The Sad Argument Against the Hyde Amendment

Ellen Shaffer, Co-Director of the Center for Policy Analysis, offers a troubling piece today calling for the end of the Hyde Amendment, which for decades has worked to prevent federal funding of abortion.

The timing of Shaffer’s call for an overturn of the Hyde Amendment is particularly disturbing, as Live Action’s Planned Parenthood sting videos have shocked and outraged millions of Americans over the last couple of weeks.

Shaffer begins her argument with misleading poll numbers, suggesting that at least 60% of Americans are pro-choice. The CNN poll she cites actually shows that 40% of Americans believe abortion should be legal “in a few circumstances,” while 23% believe abortion should be “illegal in all circumstances.” That equals 63% of Americans opposed to most types of abortion. The most recent Gallup poll on abortion found that a plurality of 47% of Americans describe themselves as pro-life. A 2003 Gallup survey found that when “the woman does not want the child for any reason,” 74% of Americans believe abortion should be illegal. That is hardly a pro-choice nation.

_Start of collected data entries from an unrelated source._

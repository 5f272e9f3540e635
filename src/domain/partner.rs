use crate::error::{LibraryError, Result};
use serde::{Deserialize, Serialize};
use std::fmt;

#[derive(Debug, Clone, Copy, PartialEq, Eq, Hash, PartialOrd, Ord, Serialize, Deserialize)]
#[serde(transparent)]
pub struct PartnerId(pub i64);

impl fmt::Display for PartnerId {
    fn fmt(&self, f: &mut fmt::Formatter<'_>) -> fmt::Result {
        fmt::Display::fmt(&self.0, f)
    }
}

/// A library member eligible to borrow books while active.
#[derive(Debug, Clone, PartialEq, Eq, Serialize, Deserialize)]
pub struct Partner {
    pub id: PartnerId,
    pub name: String,
    pub email: String,
    pub is_active: bool,
}

/// Registration data for a partner; the store assigns the id.
#[derive(Debug, Clone, PartialEq, Eq, Serialize, Deserialize)]
pub struct NewPartner {
    pub name: String,
    pub email: String,
}

impl NewPartner {
    pub fn new(name: impl Into<String>, email: impl Into<String>) -> Self {
        Self {
            name: name.into().trim().to_string(),
            email: email.into().trim().to_string(),
        }
    }

    pub fn validate(&self) -> Result<()> {
        validate_contact(&self.name, &self.email)
    }
}

impl Partner {
    pub fn validate(&self) -> Result<()> {
        validate_contact(&self.name, &self.email)
    }
}

fn validate_contact(name: &str, email: &str) -> Result<()> {
    if name.is_empty() {
        return Err(LibraryError::ValidationError(
            "Partner name must not be empty".to_string(),
        ));
    }
    if !email.contains('@') {
        return Err(LibraryError::ValidationError(format!(
            "Invalid email address: '{}'",
            email
        )));
    }
    Ok(())
}
pub mod hashing;
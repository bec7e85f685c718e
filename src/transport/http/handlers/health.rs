use crate::transport::http::types::{error_body, AppState, HealthResponse};
use axum::extract::State;
use axum::http::StatusCode;
use axum::response::IntoResponse;
use axum::Json;

#[utoipa::path(
    get,
    path = "/health",
    responses(
        (status = 200, description = "Service is healthy (store reachable)", body = HealthResponse),
        (status = 503, description = "Service is unhealthy (store unreachable)", body = crate::transport::http::types::ErrorResponse)
    )
)]
pub async fn healthcheck_handler(State(state): State<AppState>) -> impl IntoResponse {
    match state.store.ping().await {
        Ok(()) => (
            StatusCode::OK,
            Json(HealthResponse {
                status: "ok".to_string(),
            }),
        )
            .into_response(),
        Err(e) => error_body(
            StatusCode::SERVICE_UNAVAILABLE,
            format!("store ping failed: {}", e),
        )
        .into_response(),
    }
}
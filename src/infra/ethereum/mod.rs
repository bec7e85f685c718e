pub mod artifact;
pub mod gateway;

pub use artifact::ContractArtifact;
pub use gateway::{
    classify_write_error, AccountApproval, AutoApprove, ContractGateway, EthereumGateway,
    ReadMethod, TerminalApproval, WriteMethod, WriteReceipt,
};
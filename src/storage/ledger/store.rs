//! Append-only event store interface.

use async_trait::async_trait;

use crate::domain::{EventRecord, NewEvent};
use crate::infra::error::StoreError;

/// Number of records returned by `GET /logs`.
pub const DEFAULT_LIST_LIMIT: u32 = 100;

/// Persistent, append-only store of event records.
///
/// Records are never updated or deleted. Implementations must accept concurrent
/// inserts and reads.
#[async_trait]
pub trait LedgerStore: Send + Sync {
    /// Appends a record and returns its store-assigned id.
    ///
    /// A missing timestamp is filled with the store's receipt time.
    async fn insert(&self, event: NewEvent) -> Result<i64, StoreError>;

    /// Up to `limit` records, newest first (timestamp desc, then id desc).
    async fn list_recent(&self, limit: u32) -> Result<Vec<EventRecord>, StoreError>;

    /// Reachability check used by `/health`.
    async fn ping(&self) -> Result<(), StoreError>;
}
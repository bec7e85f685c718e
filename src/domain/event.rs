//! Event records: one logged upload or verify attempt.

use chrono::{DateTime, SubsecRound, Utc};
use serde::{Deserialize, Deserializer, Serialize};
use serde_json::Value as JsonValue;
use std::fmt;
use utoipa::ToSchema;

/// Kind of attempt an event describes.
///
/// The wire format is an open string; the four known values get their own variant
/// and anything else is carried through as `Other`.
#[derive(Debug, Clone, PartialEq, Eq, Hash, Serialize, Deserialize)]
#[serde(from = "String", into = "String")]
pub enum EventKind {
    Upload,
    UploadFailed,
    Verify,
    VerifyFailed,
    Other(String),
}

impl EventKind {
    pub fn as_str(&self) -> &str {
        match self {
            EventKind::Upload => "upload",
            EventKind::UploadFailed => "upload_failed",
            EventKind::Verify => "verify",
            EventKind::VerifyFailed => "verify_failed",
            EventKind::Other(s) => s,
        }
    }
}

impl From<String> for EventKind {
    fn from(s: String) -> Self {
        match s.as_str() {
            "upload" => EventKind::Upload,
            "upload_failed" => EventKind::UploadFailed,
            "verify" => EventKind::Verify,
            "verify_failed" => EventKind::VerifyFailed,
            _ => EventKind::Other(s),
        }
    }
}

impl From<&str> for EventKind {
    fn from(s: &str) -> Self {
        EventKind::from(s.to_string())
    }
}

impl From<EventKind> for String {
    fn from(kind: EventKind) -> Self {
        match kind {
            EventKind::Other(s) => s,
            known => known.as_str().to_string(),
        }
    }
}

impl fmt::Display for EventKind {
    fn fmt(&self, f: &mut fmt::Formatter<'_>) -> fmt::Result {
        f.write_str(self.as_str())
    }
}

/// Ledger column text for the `verified` field of a record.
///
/// `verified` means "write succeeded" for uploads and "hash exists on-chain" for
/// verifications, so the text depends on the kind.
pub fn verified_display(kind: Option<&EventKind>, verified: Option<bool>) -> &'static str {
    match kind {
        Some(EventKind::Verify) => match verified {
            Some(true) => "Yes",
            Some(false) => "No",
            None => "-",
        },
        Some(EventKind::Upload) => "Uploaded",
        Some(EventKind::UploadFailed) => "Upload Failed",
        Some(EventKind::VerifyFailed) => "Verify Failed",
        Some(EventKind::Other(_)) | None => "-",
    }
}

/// Timestamps are kept at microsecond precision, the finest the store keeps.
pub fn storage_precision(at: DateTime<Utc>) -> DateTime<Utc> {
    at.trunc_subsecs(6)
}

/// Reads a tri-state flag from loosely typed JSON: bool, number (non-zero is true)
/// or a boolean-ish string. An empty string is absent.
pub fn parse_flag(v: &JsonValue) -> Result<Option<bool>, String> {
    match v {
        JsonValue::Null => Ok(None),
        JsonValue::Bool(b) => Ok(Some(*b)),
        JsonValue::Number(n) => match n.as_f64() {
            Some(f) => Ok(Some(f != 0.0)),
            None => Err(format!("expected bool, got {}", n)),
        },
        JsonValue::String(s) => match s.trim().to_lowercase().as_str() {
            "" => Ok(None),
            "true" | "t" | "1" => Ok(Some(true)),
            "false" | "f" | "0" => Ok(Some(false)),
            _ => Err(format!("expected bool, got '{}'", s)),
        },
        other => Err(format!("expected bool, got {}", other)),
    }
}

fn lenient_flag<'de, D>(deserializer: D) -> Result<Option<bool>, D::Error>
where
    D: Deserializer<'de>,
{
    match Option::<JsonValue>::deserialize(deserializer)? {
        None => Ok(None),
        Some(v) => parse_flag(&v).map_err(serde::de::Error::custom),
    }
}

/// An event as submitted for insertion. Every field is optional.
#[derive(Debug, Clone, Default, PartialEq, Serialize, Deserialize, ToSchema)]
pub struct NewEvent {
    #[serde(rename = "type", default)]
    #[schema(value_type = Option<String>, example = "upload")]
    pub kind: Option<EventKind>,
    #[serde(default)]
    pub user_address: Option<String>,
    #[serde(default)]
    pub document_hash: Option<String>,
    #[serde(default)]
    pub transaction_hash: Option<String>,
    #[serde(default)]
    pub verified: Option<bool>,
    #[serde(default)]
    pub error_msg: Option<String>,
    #[serde(default)]
    pub block_number: Option<i64>,
    #[serde(default)]
    pub timestamp: Option<DateTime<Utc>>,
}

impl NewEvent {
    pub fn new(kind: EventKind) -> Self {
        Self {
            kind: Some(kind),
            ..Default::default()
        }
    }

    pub fn user_address(mut self, address: impl Into<String>) -> Self {
        self.user_address = Some(address.into());
        self
    }

    pub fn document_hash(mut self, hash: impl Into<String>) -> Self {
        self.document_hash = Some(hash.into());
        self
    }

    pub fn transaction_hash(mut self, hash: impl Into<String>) -> Self {
        self.transaction_hash = Some(hash.into());
        self
    }

    pub fn verified(mut self, verified: bool) -> Self {
        self.verified = Some(verified);
        self
    }

    pub fn error_msg(mut self, msg: impl Into<String>) -> Self {
        self.error_msg = Some(msg.into());
        self
    }

    pub fn timestamp(mut self, at: DateTime<Utc>) -> Self {
        self.timestamp = Some(storage_precision(at));
        self
    }

    /// Fills a missing timestamp with `now` and produces the stored shape.
    pub fn into_record(self, id: i64, now: DateTime<Utc>) -> EventRecord {
        EventRecord {
            id,
            kind: self.kind,
            user_address: self.user_address,
            document_hash: self.document_hash,
            transaction_hash: self.transaction_hash,
            verified: self.verified,
            error_msg: self.error_msg,
            block_number: self.block_number,
            timestamp: storage_precision(self.timestamp.unwrap_or(now)),
        }
    }
}

/// A stored, immutable event record.
#[derive(Debug, Clone, PartialEq, Serialize, Deserialize, ToSchema)]
pub struct EventRecord {
    pub id: i64,
    #[serde(rename = "type")]
    #[schema(value_type = Option<String>, example = "verify")]
    pub kind: Option<EventKind>,
    pub user_address: Option<String>,
    pub document_hash: Option<String>,
    pub transaction_hash: Option<String>,
    /// Relational backends may hand this back as 0/1.
    #[serde(default, deserialize_with = "lenient_flag")]
    pub verified: Option<bool>,
    pub error_msg: Option<String>,
    pub block_number: Option<i64>,
    pub timestamp: DateTime<Utc>,
}

impl EventRecord {
    pub fn verified_display(&self) -> &'static str {
        verified_display(self.kind.as_ref(), self.verified)
    }

    /// Whether the on-chain write succeeded. `None` for non-upload records.
    pub fn action_succeeded(&self) -> Option<bool> {
        match self.kind {
            Some(EventKind::Upload) | Some(EventKind::UploadFailed) => self.verified,
            _ => None,
        }
    }

    /// Result of the existence check. `None` unless the check actually completed.
    pub fn document_verified(&self) -> Option<bool> {
        match self.kind {
            Some(EventKind::Verify) => self.verified,
            _ => None,
        }
    }
}

#[cfg(test)]
mod tests {
    use super::*;
    use serde_json::json;

    #[test]
    fn kind_round_trips_known_and_unknown_strings() {
        for s in ["upload", "upload_failed", "verify", "verify_failed", "audit"] {
            let kind = EventKind::from(s);
            assert_eq!(String::from(kind.clone()), s);
            assert_eq!(kind.as_str(), s);
        }
        assert_eq!(EventKind::from("audit"), EventKind::Other("audit".to_string()));
    }

    #[test]
    fn display_derivation_covers_every_kind() {
        assert_eq!(verified_display(Some(&EventKind::Verify), Some(true)), "Yes");
        assert_eq!(verified_display(Some(&EventKind::Verify), Some(false)), "No");
        assert_eq!(verified_display(Some(&EventKind::Upload), Some(true)), "Uploaded");
        assert_eq!(
            verified_display(Some(&EventKind::UploadFailed), Some(false)),
            "Upload Failed"
        );
        assert_eq!(
            verified_display(Some(&EventKind::VerifyFailed), Some(false)),
            "Verify Failed"
        );
        assert_eq!(verified_display(Some(&EventKind::from("audit")), Some(true)), "-");
        assert_eq!(verified_display(None, None), "-");
    }

    #[test]
    fn record_serializes_type_field() {
        let at = DateTime::parse_from_rfc3339("2024-01-01T00:00:00Z")
            .unwrap()
            .with_timezone(&Utc);
        let record = NewEvent::new(EventKind::Upload)
            .user_address("0xabc")
            .verified(true)
            .timestamp(at)
            .into_record(7, Utc::now());

        let v = serde_json::to_value(&record).unwrap();
        assert_eq!(v["id"], json!(7));
        assert_eq!(v["type"], json!("upload"));
        assert_eq!(v["verified"], json!(true));
        assert_eq!(v["transaction_hash"], json!(null));
        assert_eq!(v["timestamp"], json!("2024-01-01T00:00:00Z"));
    }

    #[test]
    fn missing_timestamp_defaults_to_now() {
        let now = Utc::now();
        let record = NewEvent::default().into_record(1, now);
        assert_eq!(record.timestamp, now.trunc_subsecs(6));
        assert!(record.kind.is_none());
    }

    #[test]
    fn overloaded_verified_splits_by_kind() {
        let upload = NewEvent::new(EventKind::Upload).verified(true).into_record(1, Utc::now());
        assert_eq!(upload.action_succeeded(), Some(true));
        assert_eq!(upload.document_verified(), None);

        let negative = NewEvent::new(EventKind::Verify).verified(false).into_record(2, Utc::now());
        assert_eq!(negative.document_verified(), Some(false));
        assert_eq!(negative.action_succeeded(), None);

        let failed = NewEvent::new(EventKind::VerifyFailed)
            .verified(false)
            .into_record(3, Utc::now());
        assert_eq!(failed.document_verified(), None);
    }

    #[test]
    fn timestamps_are_kept_to_the_microsecond() {
        let at = DateTime::parse_from_rfc3339("2999-06-01T00:00:00.123456789Z")
            .unwrap()
            .with_timezone(&Utc);
        let event = NewEvent::new(EventKind::Upload).timestamp(at);
        let expected = DateTime::parse_from_rfc3339("2999-06-01T00:00:00.123456Z")
            .unwrap()
            .with_timezone(&Utc);
        assert_eq!(event.timestamp, Some(expected));
        assert_eq!(event.into_record(1, Utc::now()).timestamp, expected);
    }

    #[test]
    fn record_accepts_integer_and_string_flags() {
        let records: Vec<EventRecord> = serde_json::from_value(json!([
            {"id": 2, "type": "verify", "verified": 0, "timestamp": "2024-01-01T00:00:01.000Z"},
            {"id": 1, "type": "upload", "user_address": "0xabc", "document_hash": "0x111",
             "transaction_hash": "0xdead", "verified": 1, "error_msg": null, "block_number": null,
             "timestamp": "2024-01-01T00:00:00.000Z"},
            {"id": 3, "type": "verify", "verified": "true", "timestamp": "2024-01-01T00:00:02Z"},
            {"id": 4, "timestamp": "2024-01-01T00:00:03Z"}
        ]))
        .unwrap();
        assert_eq!(records[0].verified, Some(false));
        assert_eq!(records[1].verified, Some(true));
        assert_eq!(records[1].verified_display(), "Uploaded");
        assert_eq!(records[2].verified, Some(true));
        assert_eq!(records[3].verified, None);

        let bad = serde_json::from_value::<EventRecord>(
            json!({"id": 5, "verified": "maybe", "timestamp": "2024-01-01T00:00:00Z"}),
        );
        assert!(bad.is_err());
    }
}
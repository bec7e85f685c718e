//! Client-side orchestration: ledger client, action sequencing and ledger rendering.

pub mod ledger_client;
pub mod orchestrator;
pub mod render;

pub use ledger_client::{DispatchSnapshot, EventSink, LedgerClient, LedgerDispatcher};
pub use orchestrator::{upload_status, verify_status, Orchestrator, Uploaded, Verification};
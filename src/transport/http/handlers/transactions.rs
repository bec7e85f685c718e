use crate::transport::http::handlers::common::{coerce_event, parse_request};
use crate::transport::http::types::{
    error_body, json_422, AppState, InsertResponse,
};
use axum::body::Bytes;
use axum::extract::State;
use axum::http::StatusCode;
use axum::response::IntoResponse;
use axum::Json;
use tracing::{error, info};

#[utoipa::path(
    post,
    path = "/logTransaction",
    request_body = crate::transport::http::types::LogTransactionRequest,
    responses(
        (status = 200, description = "Record stored", body = InsertResponse),
        (status = 400, description = "A field could not be coerced to its column type", body = crate::transport::http::types::ErrorResponse),
        (status = 422, description = "Body present but not a JSON object", body = crate::transport::http::types::ErrorResponse),
        (status = 500, description = "Store failure", body = crate::transport::http::types::ErrorResponse)
    )
)]
pub async fn log_transaction_handler(
    State(state): State<AppState>,
    body: Bytes,
) -> impl IntoResponse {
    let request = match parse_request(&body) {
        Ok(v) => v,
        Err(e) => return json_422(e, "a JSON object").into_response(),
    };

    info!(?request, "received log");

    let event = match coerce_event(&request) {
        Ok(event) => event,
        Err(msg) => return error_body(StatusCode::BAD_REQUEST, msg).into_response(),
    };

    match state.store.insert(event).await {
        Ok(inserted_id) => (
            StatusCode::OK,
            Json(InsertResponse {
                status: "success".to_string(),
                inserted_id,
            }),
        )
            .into_response(),
        Err(e) => {
            error!(error = %e, "ledger insert failed");
            error_body(StatusCode::INTERNAL_SERVER_ERROR, e.to_string()).into_response()
        }
    }
}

Shaffer argues that low-income women have “suffered the consequences” of the Hyde Amendment for decades. If affordable or free abortion services are so important to the pro-abortion movement, then why don’t Planned Parenthood and other abortionists offer their services for free? The answer is that they are driven by profits. They do not seek to make abortion “safe, legal, and rare” as many claim to. One vivid case unfolded just a few weeks ago, when abortionist Kermit Gosnell was arrested and charged with murder. Gosnell was brutal and digusting in his practice, resulting in the death of at least two patients and countless scars and diseases for others. Gosnell was making millions while the pro-abortion industry protected him and bureaucrats refused to monitor him. Planned Parenthood takes in hundreds of millions of dollars in profits each year. What Shaffer isn’t willing to admit is that profit is king in the abortion industry, not the protection of so-called “reproductive rights.”

Shaffer writes that the pro-abortion movement needs to take inspiration from the early feminist. That is curious, considering that Susan B. Anthony called abortion a “monstrous evil.” She also names Jane, the group that performed illegal abortions until Roe v. Wade made abortion legal, as a source of inspiration? What is she suggesting by naming a law-breaking group? That lawmakers launder money to fund the abortion industry? That is the only parallel to be drawn.

She also states that we have much to learn from Egypt. If she is calling is calling for a peaceful defeat (via ballot) of President Obama, arguably the most pro-abortion president in U.S. history, then be my guest. If she is calling for an overthrowing of the U.S. government, I cannot take her seriously.

Shaffer argues essentially that pro-life activists and politicians must “obey the law; and it is on the law that we have lost too much ground.” Does she not realize that she is writing in favor of overturning a federal law which was passed by Congress – the Hyde Amendment?

Shaffer concludes her piece by saying “[i]t is not sufficient that abortion is legal, if the same public funds that pay for parks, roads, cholesterol medicine and Viagra cannot be used to pay for abortions.”

That is the abortion movement in a nutshell: the destruction of unborn life is somehow equivicol to the funding of new roads. That moral and religious stances on abortion are somehow equivicol to public services that citizens expect from their government.. Because something is legal does not make it right, nor does it make it free. We do not demand free handguns or free alcohol from the government. Though it would not surprise my if Shaffer tried, all in the name of ‘reproductive rights.’